Carlos Mendes Gomes (born 14 November 1998) is a professional footballer who plays for English club Fleetwood Town, on loan from Luton Town, as a winger. Born in Senegal and raised in Spain, he is a naturalised Spanish citizen.

Early life
Born in Yeumbeul, Dakar Region, to a family of Bissau-Guinean and Gambian descent, Mendes Gomes and his family moved to Spain when he was a child, after his father Carlos sought work in construction. The family moved to Lanzarote.

Career

Early career
After spending 10 years at UD Lanzarote, Mendes Gomes moved on his own to Madrid aged 15, where he began playing for Getafe. A season later he signed for Atlético Madrid's youth teams.

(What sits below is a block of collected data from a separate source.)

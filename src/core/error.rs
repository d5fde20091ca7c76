//! 统一错误处理模块
//!
//! 提供查看器范围内的统一错误类型定义
//!
//! ## 错误类型分层
//!
//! - **加载期错误** (`SkeletonError`, `AnimationError`, `AssetError`): 输入数据损坏，加载时一次性报告
//! - **运行期错误** (`TileError`): 瓦片工厂失败，返回给调用者，网格保持完整
//! - **配置错误** (`config::ConfigError`): 配置文件读取、解析与验证
//!
//! `ViewerError` 汇总以上所有错误。

use crate::animation::keyframe::SamplerDefect;
use crate::config::ConfigError;
use crate::scene::tiles::TileCoord;
use thiserror::Error;

/// 查看器顶层错误类型
#[derive(Error, Debug)]
pub enum ViewerError {
    #[error("Config error: {0}")]
    Config(#[from] ConfigError),

    #[error("Skeleton error: {0}")]
    Skeleton(#[from] SkeletonError),

    #[error("Animation error: {0}")]
    Animation(#[from] AnimationError),

    #[error("Tile error: {0}")]
    Tile(#[from] TileError),

    #[error("Asset error: {0}")]
    Asset(#[from] AssetError),

    #[error("General error: {0}")]
    General(String),
}

/// 骨骼层级与蒙皮错误（加载期致命）
#[derive(Error, Debug, Clone, PartialEq, Eq)]
pub enum SkeletonError {
    #[error("Node index {node} out of range (skeleton has {len} nodes)")]
    NodeOutOfRange { node: usize, len: usize },

    #[error("Node {parent} lists child {child}, but the skeleton has only {len} nodes")]
    ChildOutOfRange { parent: usize, child: usize, len: usize },

    #[error("Node {node} has two parents ({first} and {second})")]
    MultipleParents {
        node: usize,
        first: usize,
        second: usize,
    },

    #[error("Node {node} is part of a parent cycle")]
    Cycle { node: usize },

    #[error("Skin has {joints} joints but {inverse_bind_matrices} inverse bind matrices")]
    JointCountMismatch {
        joints: usize,
        inverse_bind_matrices: usize,
    },

    #[error("Skin has no joints")]
    EmptySkin,

    #[error("Joint {joint} references node {node}, but the skeleton has only {len} nodes")]
    JointOutOfRange { joint: usize, node: usize, len: usize },

    #[error("Transform buffer holds {actual} matrices, expected {expected}")]
    BufferSize { expected: usize, actual: usize },
}

/// 动画片段结构错误
#[derive(Error, Debug, Clone, PartialEq)]
pub enum AnimationError {
    #[error("Channel {channel} uses sampler {sampler}, but the clip has only {len} samplers")]
    SamplerOutOfRange {
        channel: usize,
        sampler: usize,
        len: usize,
    },

    #[error("Channel {channel} targets node {node}, but the skeleton has only {len} nodes")]
    TargetOutOfRange {
        channel: usize,
        node: usize,
        len: usize,
    },

    #[error("Sampler {sampler} is degenerate: {defect}")]
    Degenerate { sampler: usize, defect: SamplerDefect },

    #[error("Channel {channel} output type does not match its target property")]
    PropertyMismatch { channel: usize },

    #[error("Clip index {index} out of range ({len} clips loaded)")]
    ClipOutOfRange { index: usize, len: usize },

    #[error("Invalid playback speed: {0}")]
    InvalidSpeed(f32),
}

/// 瓦片流式加载错误
#[derive(Error, Debug, Clone, PartialEq, Eq)]
pub enum TileError {
    #[error("Tile size must be a positive even number, got {0}")]
    InvalidTileSize(i64),

    #[error("Failed to build tile at {centre}: {reason}")]
    Build { centre: TileCoord, reason: String },

    #[error("Failed to restore tile at {centre} after a failed shift: {reason}")]
    Rollback { centre: TileCoord, reason: String },
}

/// 资源加载错误
#[derive(Error, Debug)]
pub enum AssetError {
    #[error("Failed to import model: {path}, reason: {reason}")]
    Import { path: String, reason: String },

    #[error("Model has no skin: {0}")]
    MissingSkin(String),

    #[error("Invalid model data: {0}")]
    InvalidData(#[from] SkeletonError),
}

pub type ViewerResult<T> = Result<T, ViewerError>;
pub type SkeletonResult<T> = Result<T, SkeletonError>;
pub type AnimationResult<T> = Result<T, AnimationError>;
pub type TileResult<T> = Result<T, TileError>;
pub type AssetResult<T> = Result<T, AssetError>;
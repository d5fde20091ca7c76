//! 地形场景工厂
//!
//! 每个瓦片放置一组建筑、岛屿、地表、云、尖塔、树和岩石。
//! 随机摆放由瓦片中心和世界种子决定，同一个瓦片重建后内容完全相同。

use super::tiles::{TileCoord, TileFactory};
use glam::{Mat4, Quat, Vec3};
use rand::rngs::StdRng;
use rand::{Rng, SeedableRng};
use serde::{Deserialize, Serialize};
use std::convert::Infallible;

/// 建筑网格单元宽度
const CELL_SIZE: i32 = 320;
/// 单元内建筑的可放置范围
const FOOTPRINT: i32 = 150;
const BUILDING_X: (i32, i32) = (-500, 1000);
const BUILDING_Z: (i32, i32) = (180, 1000);
/// 建筑底部高度（加上建筑尺寸）
const BUILDING_BASE: f32 = -440.0;
/// 立面贴图数量
pub const FACADE_TEXTURES: u8 = 4;

/// 场景物件类型
#[derive(Debug, Clone, Copy, PartialEq, Eq, Hash, Serialize, Deserialize)]
#[serde(rename_all = "snake_case")]
pub enum PropKind {
    Building,
    Island,
    Surface,
    Cloud,
    Spire,
    Tree,
    Rock,
}

impl PropKind {
    /// 渲染器使用的模型名
    pub fn asset(&self) -> &'static str {
        match self {
            PropKind::Building => "cube",
            PropKind::Island => "test.obj",
            PropKind::Surface => "testsurface.obj",
            PropKind::Cloud => "cloud.obj",
            PropKind::Spire => "spire.obj",
            PropKind::Tree => "tree.obj",
            PropKind::Rock => "rock.obj",
        }
    }
}

/// 一个物件的摆放
#[derive(Debug, Clone, Copy, PartialEq, Serialize, Deserialize)]
pub struct Placement {
    pub kind: PropKind,
    /// 世界空间位置（已加上瓦片偏移）
    pub position: Vec3,
    pub scale: Vec3,
    /// 绕 Y 轴旋转（度）
    pub yaw_degrees: f32,
    /// 立面贴图编号 (1..=4)，只有建筑使用
    pub texture: Option<u8>,
}

impl Placement {
    fn fixed(kind: PropKind, offset: Vec3, local: Vec3, scale: Vec3) -> Self {
        Self {
            kind,
            position: offset + local,
            scale,
            yaw_degrees: 0.0,
            texture: None,
        }
    }

    /// 模型矩阵 = 平移 × 旋转 × 缩放
    pub fn model_matrix(&self) -> Mat4 {
        Mat4::from_scale_rotation_translation(
            self.scale,
            Quat::from_rotation_y(self.yaw_degrees.to_radians()),
            self.position,
        )
    }
}

/// 一个瓦片的场景内容
#[derive(Debug, Clone, PartialEq, Serialize, Deserialize)]
pub struct TerrainScene {
    pub centre: TileCoord,
    pub placements: Vec<Placement>,
}

impl TerrainScene {
    /// 生成瓦片内容
    pub fn generate(centre: TileCoord, seed: u64) -> Self {
        let offset = centre.offset();
        let mut rng = StdRng::seed_from_u64(tile_seed(centre, seed));
        let mut placements = Vec::new();

        let mut x = BUILDING_X.0;
        while x + CELL_SIZE <= BUILDING_X.1 {
            let mut z = BUILDING_Z.0;
            while z + CELL_SIZE <= BUILDING_Z.1 {
                let inner_x = x + (CELL_SIZE - FOOTPRINT) / 2;
                let inner_z = z + (CELL_SIZE - FOOTPRINT) / 2;

                let yaw = rng.gen_range(0..=110) as f32;
                let bx = rng.gen_range(inner_x..inner_x + FOOTPRINT) as f32;
                let bz = rng.gen_range(inner_z..inner_z + FOOTPRINT) as f32;
                let size = rng.gen_range(60..=100) as f32;
                let texture = rng.gen_range(1..=FACADE_TEXTURES);

                placements.push(Placement {
                    kind: PropKind::Building,
                    position: offset + Vec3::new(bx, BUILDING_BASE + size, bz),
                    scale: Vec3::splat(size),
                    yaw_degrees: yaw,
                    texture: Some(texture),
                });
                z += CELL_SIZE;
            }
            x += CELL_SIZE;
        }

        placements.extend([
            Placement::fixed(PropKind::Rock, offset, Vec3::new(0.0, -400.0, -200.0), Vec3::splat(10.0)),
            Placement::fixed(PropKind::Tree, offset, Vec3::new(400.0, -350.0, 1000.0), Vec3::splat(10.0)),
            Placement::fixed(PropKind::Tree, offset, Vec3::new(200.0, -350.0, -200.0), Vec3::splat(10.0)),
            Placement::fixed(PropKind::Island, offset, Vec3::ZERO, Vec3::splat(20.0)),
            Placement::fixed(PropKind::Cloud, offset, Vec3::splat(200.0), Vec3::splat(5.0)),
            Placement::fixed(PropKind::Surface, offset, Vec3::new(0.0, 3.0, 0.0), Vec3::splat(20.0)),
            Placement::fixed(
                PropKind::Spire,
                offset,
                Vec3::new(250.0, -400.0, 1200.0),
                Vec3::new(5.0, 10.0, 5.0),
            ),
        ]);

        Self { centre, placements }
    }

    pub fn buildings(&self) -> impl Iterator<Item = &Placement> {
        self.placements
            .iter()
            .filter(|placement| placement.kind == PropKind::Building)
    }

    pub fn count(&self, kind: PropKind) -> usize {
        self.placements.iter().filter(|p| p.kind == kind).count()
    }
}

/// 把瓦片中心混入世界种子
fn tile_seed(centre: TileCoord, seed: u64) -> u64 {
    seed ^ (centre.x as u64).wrapping_mul(0x9E37_79B9_7F4A_7C15)
        ^ (centre.z as u64).wrapping_mul(0xC2B2_AE3D_27D4_EB4F).rotate_left(31)
}

/// 地形场景工厂
#[derive(Debug, Clone, Default)]
pub struct TerrainSceneFactory {
    seed: u64,
    live: usize,
    built: u64,
}

impl TerrainSceneFactory {
    pub fn new(seed: u64) -> Self {
        Self {
            seed,
            ..Self::default()
        }
    }

    pub fn seed(&self) -> u64 {
        self.seed
    }

    /// 当前存活的场景数
    pub fn live(&self) -> usize {
        self.live
    }

    /// 累计构建的场景数
    pub fn built(&self) -> u64 {
        self.built
    }
}

impl TileFactory for TerrainSceneFactory {
    type Tile = TerrainScene;
    type Error = Infallible;

    fn build(&mut self, centre: TileCoord) -> Result<TerrainScene, Infallible> {
        let scene = TerrainScene::generate(centre, self.seed);
        self.live += 1;
        self.built += 1;
        tracing::trace!(target: "world", centre = %centre, props = scene.placements.len(), "Terrain scene built");
        Ok(scene)
    }

    fn destroy(&mut self, tile: TerrainScene) {
        self.live = self.live.saturating_sub(1);
        tracing::trace!(target: "world", centre = %tile.centre, "Terrain scene destroyed");
    }
}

His family then moved to England, after his father thought it was better for the children's education, with the family relocating to Salford. Mendes Gomes could not speak any English and did not play football for a year. He then began playing for West Didsbury & Chorlton, scoring seven league goals in 50 games in all competitions during his two-season spell.

Morecambe
In May 2018, Mendes Gomes signed for Morecambe alongside Lamin Jagne, after being scouted whilst studying at The Manchester College and playing for their football academy. He made his professional debut on 14 August 2018, replacing Rhys Oates in a 3–1 EFL Cup away loss against Preston North End. He made 19 appearances for the club across the 2018–19 season, with 15 appearances coming in League Two. A one-year contract option was exercised by Morecambe at the end of the 2018–19 season.

Mendes Gomes scored his first goal for Morecambe in a 2–1 defeat at home to Oldham Athletic on 26 December 2019. He was offered a new contract at the end of the 2019–20 season.

In April 2021 he was linked with a transfer away from the club following a series of strong performances, which attracted praise from Morecambe manager Derek Adams. In May 2021 he was voted the Supporters' Player Of The Season. On 31 May 2021, he scored a 107th minute penalty in the League Two play-off Final, securing a 1–0 win against Newport County and Morecambe's first ever promotion to the third tier of English football. In June 2021 the club activated an extension to his contract. He was the club's top scorer in the 2020–21 season, with 15 goals.

Luton Town
On 26 June 2021, Mendes Gomes signed for Championship side Luton Town for an undisclosed fee. In January 2022 he assisted Luton teammate Dion Pereira secure a loan move to Bradford City, who were managed by Derek Adams, who had managed Mendes Gomes at Morecambe.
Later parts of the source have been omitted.